PROBLEM REQUIREMENTS
Only one stretch of the records below should be repeated. It starts with the line containing "max_h/height without floats." and goes on through the line containing "let mut w = ((width", exactly as written.
◇ ◇ ◇ ◇ ◇ ◇ ◇
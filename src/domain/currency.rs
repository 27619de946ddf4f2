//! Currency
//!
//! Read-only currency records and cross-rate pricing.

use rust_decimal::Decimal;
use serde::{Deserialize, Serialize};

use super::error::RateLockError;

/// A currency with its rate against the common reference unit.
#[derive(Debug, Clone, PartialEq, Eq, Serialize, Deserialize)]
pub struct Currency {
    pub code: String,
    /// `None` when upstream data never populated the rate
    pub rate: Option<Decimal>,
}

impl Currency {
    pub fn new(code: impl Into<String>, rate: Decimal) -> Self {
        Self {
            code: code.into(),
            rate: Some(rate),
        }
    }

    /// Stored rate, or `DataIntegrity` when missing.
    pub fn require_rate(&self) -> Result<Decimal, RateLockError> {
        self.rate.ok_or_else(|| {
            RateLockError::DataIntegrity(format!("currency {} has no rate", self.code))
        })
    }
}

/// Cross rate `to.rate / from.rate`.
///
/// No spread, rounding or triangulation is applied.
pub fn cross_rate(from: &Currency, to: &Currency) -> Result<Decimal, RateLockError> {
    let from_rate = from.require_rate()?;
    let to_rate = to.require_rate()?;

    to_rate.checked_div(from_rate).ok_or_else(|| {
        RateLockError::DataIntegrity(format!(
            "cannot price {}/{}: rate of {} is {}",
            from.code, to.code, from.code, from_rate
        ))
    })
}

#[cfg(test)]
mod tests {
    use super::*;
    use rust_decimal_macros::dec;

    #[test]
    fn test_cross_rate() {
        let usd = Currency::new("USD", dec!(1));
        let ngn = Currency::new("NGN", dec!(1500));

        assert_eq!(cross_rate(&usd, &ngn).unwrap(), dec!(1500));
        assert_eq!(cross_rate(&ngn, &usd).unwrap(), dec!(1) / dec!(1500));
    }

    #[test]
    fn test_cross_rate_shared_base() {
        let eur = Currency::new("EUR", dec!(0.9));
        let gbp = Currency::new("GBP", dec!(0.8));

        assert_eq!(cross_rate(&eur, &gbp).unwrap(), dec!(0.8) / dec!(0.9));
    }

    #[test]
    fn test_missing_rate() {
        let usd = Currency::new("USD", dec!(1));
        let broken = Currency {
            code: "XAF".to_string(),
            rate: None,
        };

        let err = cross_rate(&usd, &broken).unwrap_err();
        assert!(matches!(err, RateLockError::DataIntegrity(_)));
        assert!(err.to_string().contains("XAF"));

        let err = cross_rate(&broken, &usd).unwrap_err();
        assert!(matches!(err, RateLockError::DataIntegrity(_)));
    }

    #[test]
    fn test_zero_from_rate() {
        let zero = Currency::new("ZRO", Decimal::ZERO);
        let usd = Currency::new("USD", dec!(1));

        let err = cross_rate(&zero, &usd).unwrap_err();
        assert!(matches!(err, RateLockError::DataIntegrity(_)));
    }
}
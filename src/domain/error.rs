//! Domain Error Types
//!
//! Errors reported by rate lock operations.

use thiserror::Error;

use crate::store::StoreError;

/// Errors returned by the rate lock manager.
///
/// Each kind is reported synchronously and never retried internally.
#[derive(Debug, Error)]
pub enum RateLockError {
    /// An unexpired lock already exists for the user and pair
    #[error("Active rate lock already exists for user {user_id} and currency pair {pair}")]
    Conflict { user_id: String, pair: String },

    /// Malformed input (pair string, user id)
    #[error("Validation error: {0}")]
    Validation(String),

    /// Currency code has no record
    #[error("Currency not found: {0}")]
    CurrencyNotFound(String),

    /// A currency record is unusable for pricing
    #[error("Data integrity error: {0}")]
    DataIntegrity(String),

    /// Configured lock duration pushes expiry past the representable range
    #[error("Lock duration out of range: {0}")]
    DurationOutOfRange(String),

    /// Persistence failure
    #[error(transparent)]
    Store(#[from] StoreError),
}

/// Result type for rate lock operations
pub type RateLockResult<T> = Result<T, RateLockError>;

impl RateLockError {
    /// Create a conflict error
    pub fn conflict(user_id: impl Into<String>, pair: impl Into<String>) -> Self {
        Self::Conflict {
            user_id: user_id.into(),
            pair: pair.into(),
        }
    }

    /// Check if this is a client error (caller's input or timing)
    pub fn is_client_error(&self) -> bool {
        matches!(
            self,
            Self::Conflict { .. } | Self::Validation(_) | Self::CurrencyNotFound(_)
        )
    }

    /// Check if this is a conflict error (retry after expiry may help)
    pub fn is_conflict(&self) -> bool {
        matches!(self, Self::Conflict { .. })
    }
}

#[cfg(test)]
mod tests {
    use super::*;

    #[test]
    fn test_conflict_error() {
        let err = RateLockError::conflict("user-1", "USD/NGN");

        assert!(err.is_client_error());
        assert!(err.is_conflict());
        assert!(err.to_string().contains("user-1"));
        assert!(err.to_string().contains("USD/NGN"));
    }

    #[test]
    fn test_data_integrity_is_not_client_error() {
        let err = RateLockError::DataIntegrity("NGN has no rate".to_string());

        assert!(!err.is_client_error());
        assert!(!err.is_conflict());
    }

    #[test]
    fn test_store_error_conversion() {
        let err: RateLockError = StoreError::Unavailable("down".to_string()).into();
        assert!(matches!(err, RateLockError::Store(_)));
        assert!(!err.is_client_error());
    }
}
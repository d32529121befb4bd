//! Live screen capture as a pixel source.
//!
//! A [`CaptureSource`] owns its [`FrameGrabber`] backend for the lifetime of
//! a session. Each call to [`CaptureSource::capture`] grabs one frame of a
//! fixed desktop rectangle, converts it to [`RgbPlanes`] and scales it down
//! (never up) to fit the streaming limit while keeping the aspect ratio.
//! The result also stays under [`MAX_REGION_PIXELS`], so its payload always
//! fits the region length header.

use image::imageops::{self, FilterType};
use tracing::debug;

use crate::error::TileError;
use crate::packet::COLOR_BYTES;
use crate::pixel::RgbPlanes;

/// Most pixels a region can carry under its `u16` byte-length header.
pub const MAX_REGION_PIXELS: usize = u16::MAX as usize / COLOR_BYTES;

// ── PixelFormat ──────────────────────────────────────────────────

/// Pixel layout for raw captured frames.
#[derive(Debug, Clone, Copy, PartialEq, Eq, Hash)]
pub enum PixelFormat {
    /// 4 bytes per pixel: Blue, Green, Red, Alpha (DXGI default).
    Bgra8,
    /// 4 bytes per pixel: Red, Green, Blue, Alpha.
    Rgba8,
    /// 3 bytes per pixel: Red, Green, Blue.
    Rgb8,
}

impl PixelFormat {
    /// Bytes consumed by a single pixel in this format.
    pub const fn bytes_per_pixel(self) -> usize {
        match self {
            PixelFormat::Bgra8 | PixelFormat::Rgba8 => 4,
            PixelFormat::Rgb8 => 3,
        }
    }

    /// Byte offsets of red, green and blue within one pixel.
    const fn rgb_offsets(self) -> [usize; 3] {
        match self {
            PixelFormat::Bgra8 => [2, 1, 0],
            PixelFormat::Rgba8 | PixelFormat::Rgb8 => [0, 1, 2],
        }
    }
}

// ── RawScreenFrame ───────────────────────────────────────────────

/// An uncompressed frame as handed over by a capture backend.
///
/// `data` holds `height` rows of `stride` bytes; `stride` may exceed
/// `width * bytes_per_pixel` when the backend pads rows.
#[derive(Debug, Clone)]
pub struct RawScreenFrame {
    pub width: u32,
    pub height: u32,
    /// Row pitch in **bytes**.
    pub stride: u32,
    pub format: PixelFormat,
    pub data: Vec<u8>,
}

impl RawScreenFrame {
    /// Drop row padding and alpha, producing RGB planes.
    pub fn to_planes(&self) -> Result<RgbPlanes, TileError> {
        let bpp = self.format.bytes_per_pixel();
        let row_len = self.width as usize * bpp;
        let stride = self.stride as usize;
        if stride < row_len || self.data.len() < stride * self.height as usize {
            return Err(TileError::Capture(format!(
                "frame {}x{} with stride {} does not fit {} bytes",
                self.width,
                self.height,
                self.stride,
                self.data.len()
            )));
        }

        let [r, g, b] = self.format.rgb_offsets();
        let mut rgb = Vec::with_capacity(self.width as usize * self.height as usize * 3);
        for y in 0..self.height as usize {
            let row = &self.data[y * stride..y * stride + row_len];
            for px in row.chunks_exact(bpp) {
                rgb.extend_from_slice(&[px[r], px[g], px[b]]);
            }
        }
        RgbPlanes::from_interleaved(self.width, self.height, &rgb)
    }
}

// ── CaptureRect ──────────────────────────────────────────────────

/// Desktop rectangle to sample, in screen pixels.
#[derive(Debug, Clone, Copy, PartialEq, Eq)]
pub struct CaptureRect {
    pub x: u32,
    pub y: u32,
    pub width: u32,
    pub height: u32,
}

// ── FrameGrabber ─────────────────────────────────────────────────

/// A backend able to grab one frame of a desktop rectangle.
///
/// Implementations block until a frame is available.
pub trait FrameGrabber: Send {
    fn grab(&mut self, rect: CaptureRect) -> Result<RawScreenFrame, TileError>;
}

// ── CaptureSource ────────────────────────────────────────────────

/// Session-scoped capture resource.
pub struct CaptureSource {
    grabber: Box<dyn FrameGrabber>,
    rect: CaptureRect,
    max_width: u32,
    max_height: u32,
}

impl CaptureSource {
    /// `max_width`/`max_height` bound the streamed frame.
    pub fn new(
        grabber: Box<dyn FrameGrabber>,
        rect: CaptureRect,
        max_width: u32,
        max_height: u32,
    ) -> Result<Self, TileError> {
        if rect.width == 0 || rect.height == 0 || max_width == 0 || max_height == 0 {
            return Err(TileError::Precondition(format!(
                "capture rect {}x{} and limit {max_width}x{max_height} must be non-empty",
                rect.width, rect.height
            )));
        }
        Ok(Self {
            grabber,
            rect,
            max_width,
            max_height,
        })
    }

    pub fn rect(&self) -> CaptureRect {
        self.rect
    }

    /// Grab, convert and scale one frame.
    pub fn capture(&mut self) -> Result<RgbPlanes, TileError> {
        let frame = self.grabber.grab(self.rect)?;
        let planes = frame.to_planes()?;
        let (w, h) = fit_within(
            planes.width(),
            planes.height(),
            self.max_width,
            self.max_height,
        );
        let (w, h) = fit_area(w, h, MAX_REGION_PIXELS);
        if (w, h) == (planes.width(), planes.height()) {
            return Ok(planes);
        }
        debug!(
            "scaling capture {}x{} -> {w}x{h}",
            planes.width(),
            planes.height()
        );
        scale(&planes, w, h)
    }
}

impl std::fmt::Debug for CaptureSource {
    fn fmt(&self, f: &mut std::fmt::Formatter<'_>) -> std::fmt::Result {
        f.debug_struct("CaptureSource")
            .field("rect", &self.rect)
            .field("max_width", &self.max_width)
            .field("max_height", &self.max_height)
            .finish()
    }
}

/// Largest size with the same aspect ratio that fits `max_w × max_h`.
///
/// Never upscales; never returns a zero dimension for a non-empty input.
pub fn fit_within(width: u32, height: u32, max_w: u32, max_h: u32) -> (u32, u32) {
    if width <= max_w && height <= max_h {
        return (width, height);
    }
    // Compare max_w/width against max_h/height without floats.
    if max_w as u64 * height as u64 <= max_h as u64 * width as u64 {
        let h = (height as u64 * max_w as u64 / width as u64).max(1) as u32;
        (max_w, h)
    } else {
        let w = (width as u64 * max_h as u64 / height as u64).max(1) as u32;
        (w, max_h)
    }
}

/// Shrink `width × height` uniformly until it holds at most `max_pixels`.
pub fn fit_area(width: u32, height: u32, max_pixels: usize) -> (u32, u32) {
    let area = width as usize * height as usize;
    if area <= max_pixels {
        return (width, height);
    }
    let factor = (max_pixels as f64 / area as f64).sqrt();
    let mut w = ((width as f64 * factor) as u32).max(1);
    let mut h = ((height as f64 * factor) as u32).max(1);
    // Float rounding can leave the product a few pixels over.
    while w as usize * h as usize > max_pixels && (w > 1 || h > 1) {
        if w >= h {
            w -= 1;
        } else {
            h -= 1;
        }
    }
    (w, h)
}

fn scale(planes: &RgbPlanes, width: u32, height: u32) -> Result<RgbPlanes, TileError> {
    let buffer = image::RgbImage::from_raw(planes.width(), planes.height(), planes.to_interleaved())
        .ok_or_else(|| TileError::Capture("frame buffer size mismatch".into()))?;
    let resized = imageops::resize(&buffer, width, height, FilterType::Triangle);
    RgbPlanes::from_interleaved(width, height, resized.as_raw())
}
◇ ◇ ◇ ◇ ◇ ◇ ◇
TASK RESULT
    // Compare max_w/width against max_h/height without floats.
    if max_w as u64 * height as u64 <= max_h as u64 * width as u64 {
        let h = (height as u64 * max_w as u64 / width as u64).max(1) as u32;
        (max_w, h)
    } else {
        let w = (width as u64 * max_h as u64 / height as u64).max(1) as u32;
        (w, max_h)
    }
}

/// Shrink `width × height` uniformly until it holds at most `max_pixels`.
pub fn fit_area(width: u32, height: u32, max_pixels: usize) -> (u32, u32) {
    let area = width as usize * height as usize;
    if area <= max_pixels {
        return (width, height);
    }
    let factor = (max_pixels as f64 / area as f64).sqrt();
    let mut w = ((width as f64 * factor) as u32).max(1);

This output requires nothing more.